Assignment: Would you print the records as they stand, down to the last character?

Extracted data:
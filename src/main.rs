use log::{error, info};
use robot_poll::config::Config;
use robot_poll::db::Database;
use robot_poll::handlers;
use robot_poll::voting::TallyService;
use std::sync::Arc;
use tokio::net::TcpListener;
use tokio::signal;

#[tokio::main]
async fn main() {
    // Initialize logging
    dotenvy::dotenv().ok();
    env_logger::init();

    let config = match Config::load() {
        Ok(config) => config,
        Err(e) => {
            error!("Configuration error: {}", e);
            return;
        }
    };

    let database = match Database::new(&config.database_url, config.max_connections).await {
        Ok(db) => Arc::new(db),
        Err(e) => {
            error!("Failed to initialize database: {}", e);
            return;
        }
    };

    let service = Arc::new(TallyService::new(Arc::clone(&database), config.poll.clone()));
    if let Err(e) = service.init().await {
        error!("Failed to initialize poll '{}': {}", config.poll.name, e);
        return;
    }
    info!(
        "Poll '{}' ready with options {:?}",
        config.poll.name,
        config.poll.option_ids()
    );

    let address = config.bind_address();
    let listener = match TcpListener::bind(&address).await {
        Ok(listener) => listener,
        Err(e) => {
            error!("Failed to bind {}: {}", address, e);
            return;
        }
    };
    info!("Poll API listening on {}", address);

    if let Err(e) = axum::serve(listener, handlers::router(service))
        .with_graceful_shutdown(shutdown_signal())
        .await
    {
        error!("Server error: {}", e);
    }

    database.pool().close().await;
    info!("Server shut down");
}

async fn shutdown_signal() {
    let ctrl_c = async {
        if let Err(e) = signal::ctrl_c().await {
            error!("Failed to listen for Ctrl+C: {}", e);
            std::future::pending::<()>().await;
        }
        info!("Received Ctrl+C, shutting down");
    };

    #[cfg(unix)]
    let terminate = async {
        match signal::unix::signal(signal::unix::SignalKind::terminate()) {
            Ok(mut stream) => {
                stream.recv().await;
                info!("Received terminate signal, shutting down");
            }
            Err(e) => {
                error!("Failed to install terminate handler: {}", e);
                std::future::pending::<()>().await;
            }
        }
    };

    #[cfg(not(unix))]
    let terminate = std::future::pending::<()>();

    tokio::select! {
        _ = ctrl_c => {},
        _ = terminate => {},
    }
}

Final answer:
filename src/main.rs
use log::{error, info};
use robot_poll::config::Config;
use robot_poll::db::Database;
use robot_poll::handlers;
use robot_poll::voting::TallyService;
use std::sync::Arc;
use tokio::net::TcpListener;
use tokio::signal;

#[tokio::main]
async fn main() {
    // Initialize logging
    dotenvy::dotenv().ok();
    env_logger::init();

    let config = match Config::load() {
        Ok(config) => config,
        Err(e) => {
            error!("Configuration error: {}", e);
            return;
        }
    };

    let database = match Database::new(&config.database_url, config.max_connections).await {
        Ok(db) => Arc::new(db),
        Err(e) => {
            error!("Failed to initialize database: {}", e);
            return;
        }
    };

    let service = Arc::new(TallyService::new(Arc::clone(&database), config.poll.clone()));
    if let Err(e) = service.init().await {
        error!("Failed to initialize poll '{}': {}", config.poll.name, e);
        return;
    }
    info!(
        "Poll '{}' ready with options {:?}",
        config.poll.name,
        config.poll.option_ids()
    );

    let address = config.bind_address();
    let listener = match TcpListener::bind(&address).await {
        Ok(listener) => listener,
        Err(e) => {
            error!("Failed to bind {}: {}", address, e);
            return;
        }
    };
    info!("Poll API listening on {}", address);

    if let Err(e) = axum::serve(listener, handlers::router(service))
        .with_graceful_shutdown(shutdown_signal())
        .await
    {
        error!("Server error: {}", e);
    }

    database.pool().close().await;
    info!("Server shut down");
}

async fn shutdown_signal() {
    let ctrl_c = async {
        if let Err(e) = signal::ctrl_c().await {
            error!("Failed to listen for Ctrl+C: {}", e);
            std::future::pending::<()>().await;
        }
        info!("Received Ctrl+C, shutting down");
    };

    #[cfg(unix)]
    let terminate = async {
        match signal::unix::signal(signal::unix::SignalKind::terminate()) {
            Ok(mut stream) => {
                stream.recv().await;
                info!("Received terminate signal, shutting down");
            }
            Err(e) => {
                error!("Failed to install terminate handler: {}", e);
                std::future::pending::<()>().await;
            }
        }
    };

    #[cfg(not(unix))]
    let terminate = std::future::pending::<()>();

    tokio::select! {
        _ = ctrl_c => {},
        _ = terminate => {},
    }
}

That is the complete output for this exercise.